Items listed in a dataset:
>>>

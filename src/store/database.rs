use crate::{
    domain::{position::is_dense, BoardId, LaneId},
    error::{Result, TavlaError},
    storage::{Snapshot, Storage},
    store::{
        locks::{LockKey, LockTable},
        transaction::{ChangeSet, Transaction},
    },
};
use std::{collections::HashMap, sync::Arc};
use tokio::sync::{RwLock, RwLockReadGuard};
use tracing::{info, warn};

/// Committed records plus the locks and backend that guard them.
///
/// Shared by every store; the composition root owns the only handle it
/// hands out.
pub struct Database {
    records: RwLock<Snapshot>,
    locks: LockTable,
    storage: Arc<dyn Storage>,
}

impl Database {
    /// Initializes the backend and loads its last persisted state
    pub async fn open(storage: Arc<dyn Storage>) -> Result<Self> {
        storage.initialize().await?;
        let snapshot = storage.load().await?;
        check_structure(&snapshot)?;

        info!(
            boards = snapshot.boards.len(),
            lanes = snapshot.lanes.len(),
            entries = snapshot.entries.len(),
            invitations = snapshot.invitations.len(),
            "loaded snapshot"
        );

        Ok(Self {
            records: RwLock::new(snapshot),
            locks: LockTable::new(),
            storage,
        })
    }

    /// Starts a transaction holding every key in `keys` exclusively
    pub(crate) async fn begin(&self, keys: impl IntoIterator<Item = LockKey>) -> Transaction<'_> {
        let locks = self.locks.acquire(keys).await;
        Transaction::new(self, locks)
    }

    /// Shared access to committed state, for reads outside any transaction
    pub(crate) async fn records(&self) -> RwLockReadGuard<'_, Snapshot> {
        self.records.read().await
    }

    /// Applies a validated change set and persists it, or leaves state untouched
    pub(crate) async fn apply(&self, changes: ChangeSet) -> Result<()> {
        let mut records = self.records.write().await;
        let undo = changes.apply(&mut records);

        if let Err(err) = self.storage.persist(&records).await {
            warn!(error = %err, "persisting commit failed, rolling back");
            undo.apply(&mut records);
            return Err(err);
        }

        Ok(())
    }
}

/// Rejects a loaded snapshot whose lanes or entries are orphaned or not dense
fn check_structure(snapshot: &Snapshot) -> Result<()> {
    let mut lanes: HashMap<BoardId, Vec<u32>> = HashMap::new();
    for lane in snapshot.lanes.values() {
        if !snapshot.boards.contains_key(&lane.board_id) {
            return Err(TavlaError::StorageError(format!(
                "lane {} belongs to missing board {}",
                lane.id, lane.board_id
            )));
        }
        lanes.entry(lane.board_id).or_default().push(lane.position);
    }

    let mut entries: HashMap<LaneId, Vec<u32>> = HashMap::new();
    for entry in snapshot.entries.values() {
        if !snapshot.lanes.contains_key(&entry.lane_id) {
            return Err(TavlaError::StorageError(format!(
                "entry {} belongs to missing lane {}",
                entry.id, entry.lane_id
            )));
        }
        entries.entry(entry.lane_id).or_default().push(entry.position);
    }

    if let Some(board_id) = lanes
        .iter()
        .find(|(_, positions)| !is_dense(positions.iter().copied()))
        .map(|(id, _)| id)
    {
        return Err(TavlaError::StorageError(format!(
            "lane positions of board {} are not dense",
            board_id
        )));
    }
    if let Some(lane_id) = entries
        .iter()
        .find(|(_, positions)| !is_dense(positions.iter().copied()))
        .map(|(id, _)| id)
    {
        return Err(TavlaError::StorageError(format!(
            "entry positions of lane {} are not dense",
            lane_id
        )));
    }

    Ok(())
}
use crate::domain::{
    entry::Entry,
    ids::{BoardId, LaneId, UserId},
};
use chrono::{DateTime, Utc};
use serde::{Deserialize, Serialize};
use std::collections::BTreeSet;

/// A board: the ordering domain for its lanes
#[derive(Debug, Clone, Serialize, Deserialize)]
pub struct Board {
    pub id: BoardId,
    pub title: String,
    pub description: Option<String>,
    pub color: String,
    pub owner: UserId,
    #[serde(default)]
    pub members: BTreeSet<UserId>,
    pub created_at: DateTime<Utc>,
    pub updated_at: DateTime<Utc>,
}

impl Board {
    pub fn new(owner: UserId, title: String, color: String) -> Self {
        let now = Utc::now();
        Self {
            id: BoardId::new(),
            title,
            description: None,
            color,
            owner,
            members: BTreeSet::new(),
            created_at: now,
            updated_at: now,
        }
    }

    /// Checks plain membership; the owner is never in the member set
    pub fn is_member(&self, user: &UserId) -> bool {
        self.members.contains(user)
    }

    /// Owner or member
    pub fn has_access(&self, user: &UserId) -> bool {
        &self.owner == user || self.is_member(user)
    }

    /// Adds a member. Returns false when nothing changed.
    pub fn add_member(&mut self, user: UserId) -> bool {
        if user == self.owner || !self.members.insert(user) {
            return false;
        }
        self.updated_at = Utc::now();
        true
    }

    /// Removes a member. Returns false when nothing changed.
    pub fn remove_member(&mut self, user: &UserId) -> bool {
        if !self.members.remove(user) {
            return false;
        }
        self.updated_at = Utc::now();
        true
    }

    pub fn apply(&mut self, patch: BoardPatch) {
        if let Some(title) = patch.title {
            self.title = title;
        }
        if let Some(description) = patch.description {
            self.description = description;
        }
        if let Some(color) = patch.color {
            self.color = color;
        }
        self.updated_at = Utc::now();
    }
}

/// Field-level update for a board. `None` leaves a field untouched.
#[derive(Debug, Clone, Default, Serialize, Deserialize)]
pub struct BoardPatch {
    pub title: Option<String>,
    pub description: Option<Option<String>>,
    pub color: Option<String>,
}

/// An ordered column of entries inside a board
#[derive(Debug, Clone, Serialize, Deserialize)]
pub struct Lane {
    pub id: LaneId,
    pub board_id: BoardId,
    pub title: String,
    pub color: String,
    pub position: u32,
    pub created_at: DateTime<Utc>,
    pub updated_at: DateTime<Utc>,
}

impl Lane {
    pub fn new(board_id: BoardId, title: String, color: String, position: u32) -> Self {
        let now = Utc::now();
        Self {
            id: LaneId::new(),
            board_id,
            title,
            color,
            position,
            created_at: now,
            updated_at: now,
        }
    }

    pub fn set_position(&mut self, position: u32) {
        if self.position != position {
            self.position = position;
            self.updated_at = Utc::now();
        }
    }

    pub fn apply(&mut self, patch: LanePatch) {
        if let Some(title) = patch.title {
            self.title = title;
        }
        if let Some(color) = patch.color {
            self.color = color;
        }
        self.updated_at = Utc::now();
    }
}

/// Field-level update for a lane
#[derive(Debug, Clone, Default, Serialize, Deserialize)]
pub struct LanePatch {
    pub title: Option<String>,
    pub color: Option<String>,
}

/// A lane with its entries in position order
#[derive(Debug, Clone, Serialize)]
pub struct LaneView {
    pub lane: Lane,
    pub entries: Vec<Entry>,
}

/// A board with its lanes and entries resolved in position order
#[derive(Debug, Clone, Serialize)]
pub struct BoardView {
    pub board: Board,
    pub lanes: Vec<LaneView>,
}

#[cfg(test)]
mod tests {
    use super::*;

    #[test]
    fn test_board_creation() {
        let owner = UserId::new();
        let board = Board::new(owner, "Roadmap".to_string(), "#fff".to_string());

        assert_eq!(board.owner, owner);
        assert!(board.members.is_empty());
        assert!(board.has_access(&owner));
        assert!(!board.is_member(&owner));
    }

    #[test]
    fn test_member_set_is_idempotent() {
        let mut board = Board::new(UserId::new(), "Roadmap".to_string(), "#fff".to_string());
        let user = UserId::new();

        assert!(board.add_member(user));
        assert!(!board.add_member(user));
        assert_eq!(board.members.len(), 1);

        assert!(board.remove_member(&user));
        assert!(!board.remove_member(&user));
        assert!(board.members.is_empty());
    }

    #[test]
    fn test_owner_never_enters_member_set() {
        let owner = UserId::new();
        let mut board = Board::new(owner, "Roadmap".to_string(), "#fff".to_string());

        assert!(!board.add_member(owner));
        assert!(!board.remove_member(&owner));
        assert!(board.members.is_empty());
        assert!(board.has_access(&owner));
    }

    #[test]
    fn test_board_patch() {
        let mut board = Board::new(UserId::new(), "Roadmap".to_string(), "#fff".to_string());
        board.description = Some("old".to_string());

        board.apply(BoardPatch {
            title: Some("Plan".to_string()),
            description: Some(None),
            color: None,
        });

        assert_eq!(board.title, "Plan");
        assert!(board.description.is_none());
        assert_eq!(board.color, "#fff");
    }

    #[test]
    fn test_lane_set_position() {
        let mut lane = Lane::new(BoardId::new(), "Todo".to_string(), "#000".to_string(), 0);
        lane.set_position(3);
        assert_eq!(lane.position, 3);
    }
}
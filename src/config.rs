use crate::{
    domain::Priority,
    error::{Result, TavlaError},
    storage::{FileStorage, MemoryStorage, Storage},
};
use serde::{Deserialize, Serialize};
use std::{path::Path, path::PathBuf, sync::Arc};
use tokio::fs;

/// Which backend persists committed state
#[derive(Debug, Clone, Default, PartialEq, Eq, Serialize, Deserialize)]
#[serde(tag = "kind", rename_all = "lowercase")]
pub enum StorageConfig {
    #[default]
    Memory,
    File {
        root: PathBuf,
    },
}

impl StorageConfig {
    pub fn build(&self) -> Arc<dyn Storage> {
        match self {
            Self::Memory => Arc::new(MemoryStorage::new()),
            Self::File { root } => Arc::new(FileStorage::new(root)),
        }
    }
}

/// Values used when create calls leave a field out
#[derive(Debug, Clone, PartialEq, Eq, Serialize, Deserialize)]
#[serde(default)]
pub struct Defaults {
    pub board_color: String,
    pub lane_color: String,
    pub priority: Priority,
}

impl Default for Defaults {
    fn default() -> Self {
        Self {
            board_color: "#1e293b".to_string(),
            lane_color: "#64748b".to_string(),
            priority: Priority::Medium,
        }
    }
}

/// Engine configuration
#[derive(Debug, Clone, Default, PartialEq, Eq, Serialize, Deserialize)]
#[serde(default)]
pub struct TavlaConfig {
    pub storage: StorageConfig,
    pub defaults: Defaults,
}

impl TavlaConfig {
    pub fn from_json_str(json: &str) -> Result<Self> {
        serde_json::from_str(json).map_err(|e| TavlaError::ConfigError(e.to_string()))
    }

    pub async fn from_json_file(path: impl AsRef<Path>) -> Result<Self> {
        let contents = fs::read_to_string(path.as_ref()).await?;
        Self::from_json_str(&contents)
    }

    /// File-backed configuration rooted at `root`
    pub fn file(root: impl Into<PathBuf>) -> Self {
        Self {
            storage: StorageConfig::File { root: root.into() },
            ..Self::default()
        }
    }
}

#[cfg(test)]
mod tests {
    use super::*;

    #[test]
    fn test_default_config() {
        let config = TavlaConfig::default();
        assert_eq!(config.storage, StorageConfig::Memory);
        assert_eq!(config.defaults.priority, Priority::Medium);
    }

    #[test]
    fn test_partial_json_falls_back_to_defaults() {
        let config = TavlaConfig::from_json_str(
            r##"{ "defaults": { "lane_color": "#ff0000", "priority": "HIGH" } }"##,
        )
        .unwrap();

        assert_eq!(config.storage, StorageConfig::Memory);
        assert_eq!(config.defaults.lane_color, "#ff0000");
        assert_eq!(config.defaults.board_color, "#1e293b");
        assert_eq!(config.defaults.priority, Priority::High);
    }

    #[test]
    fn test_file_storage_config() {
        let config =
            TavlaConfig::from_json_str(r#"{ "storage": { "kind": "file", "root": "/tmp/x" } }"#)
                .unwrap();
        assert_eq!(
            config.storage,
            StorageConfig::File {
                root: PathBuf::from("/tmp/x")
            }
        );
    }

    #[test]
    fn test_invalid_json_is_config_error() {
        let err = TavlaConfig::from_json_str("{ nope").unwrap_err();
        assert!(matches!(err, TavlaError::ConfigError(_)));
    }

    #[tokio::test]
    async fn test_from_json_file() {
        let temp_dir = tempfile::TempDir::new().unwrap();
        let path = temp_dir.path().join("tavla.json");
        tokio::fs::write(&path, r#"{ "defaults": { "priority": "LOW" } }"#)
            .await
            .unwrap();

        let config = TavlaConfig::from_json_file(&path).await.unwrap();
        assert_eq!(config.defaults.priority, Priority::Low);
    }
}
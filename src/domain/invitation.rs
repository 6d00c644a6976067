use crate::domain::ids::{BoardId, InvitationId, UserId};
use chrono::{DateTime, Utc};
use serde::{Deserialize, Serialize};
use std::fmt;

/// Status of an invitation to a board
#[derive(Debug, Clone, Copy, PartialEq, Eq, Serialize, Deserialize)]
#[serde(rename_all = "UPPERCASE")]
pub enum InvitationStatus {
    Pending,
    Accepted,
    Rejected,
}

impl fmt::Display for InvitationStatus {
    fn fmt(&self, f: &mut fmt::Formatter<'_>) -> fmt::Result {
        match self {
            Self::Pending => write!(f, "PENDING"),
            Self::Accepted => write!(f, "ACCEPTED"),
            Self::Rejected => write!(f, "REJECTED"),
        }
    }
}

impl InvitationStatus {
    /// Checks if a status transition is valid.
    ///
    /// Whether a reopen is allowed also depends on membership, which is
    /// checked by the caller.
    pub fn can_transition_to(&self, target: &InvitationStatus) -> bool {
        matches!(
            (self, target),
            // Invitee responds
            (Self::Pending, Self::Accepted)
                | (Self::Pending, Self::Rejected)
                // Fresh invite reopens the row
                | (Self::Rejected, Self::Pending)
                | (Self::Accepted, Self::Pending)
        )
    }

    pub fn is_pending(&self) -> bool {
        matches!(self, Self::Pending)
    }
}

/// The single invitation row for a (board, invitee) pair
#[derive(Debug, Clone, Serialize, Deserialize)]
pub struct Invitation {
    pub id: InvitationId,
    pub board_id: BoardId,
    pub invitee: UserId,
    pub status: InvitationStatus,
    pub created_at: DateTime<Utc>,
    pub updated_at: DateTime<Utc>,
}

impl Invitation {
    pub fn new(board_id: BoardId, invitee: UserId) -> Self {
        let now = Utc::now();
        Self {
            id: InvitationId::new(),
            board_id,
            invitee,
            status: InvitationStatus::Pending,
            created_at: now,
            updated_at: now,
        }
    }

    /// Changes the invitation status
    pub fn transition_to(&mut self, status: InvitationStatus) -> Result<(), crate::error::TavlaError> {
        if !self.status.can_transition_to(&status) {
            return Err(crate::error::TavlaError::InvalidState {
                from: self.status.to_string(),
                to: status.to_string(),
            });
        }

        self.status = status;
        self.updated_at = Utc::now();
        Ok(())
    }
}

/// A pending invitation resolved with a summary of its board
#[derive(Debug, Clone, Serialize)]
pub struct PendingInvitation {
    pub invitation: Invitation,
    pub board_title: String,
    pub board_owner: UserId,
}
//! Records exchanged between the ingestion, estimation and evaluation stages.

pub mod estimate;
pub mod sample;
pub mod site;
pub mod verdict;

pub use estimate::{Coverage, ForcingEstimate, SpectralBin, TimeWindow};
pub use sample::{FrequencyBand, Measurement, Sample, StationRecord};
pub use site::{Instrument, InstrumentKind, Site, SiteCategory, SiteRegistry};
pub use verdict::{
    CategorySummary, Classification, Co2Comparison, ConfidenceInterval, HypothesisVerdict,
    Significance,
};
pub mod log;
pub mod metrics;

pub use self::log::LogManager;
pub use metrics::{RunCounters, RunSummary};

<<<

Count the lines in the records above that contain the word "LanePatch", and give only the number.

• _OUTPUT FOR THIS TASK_: 2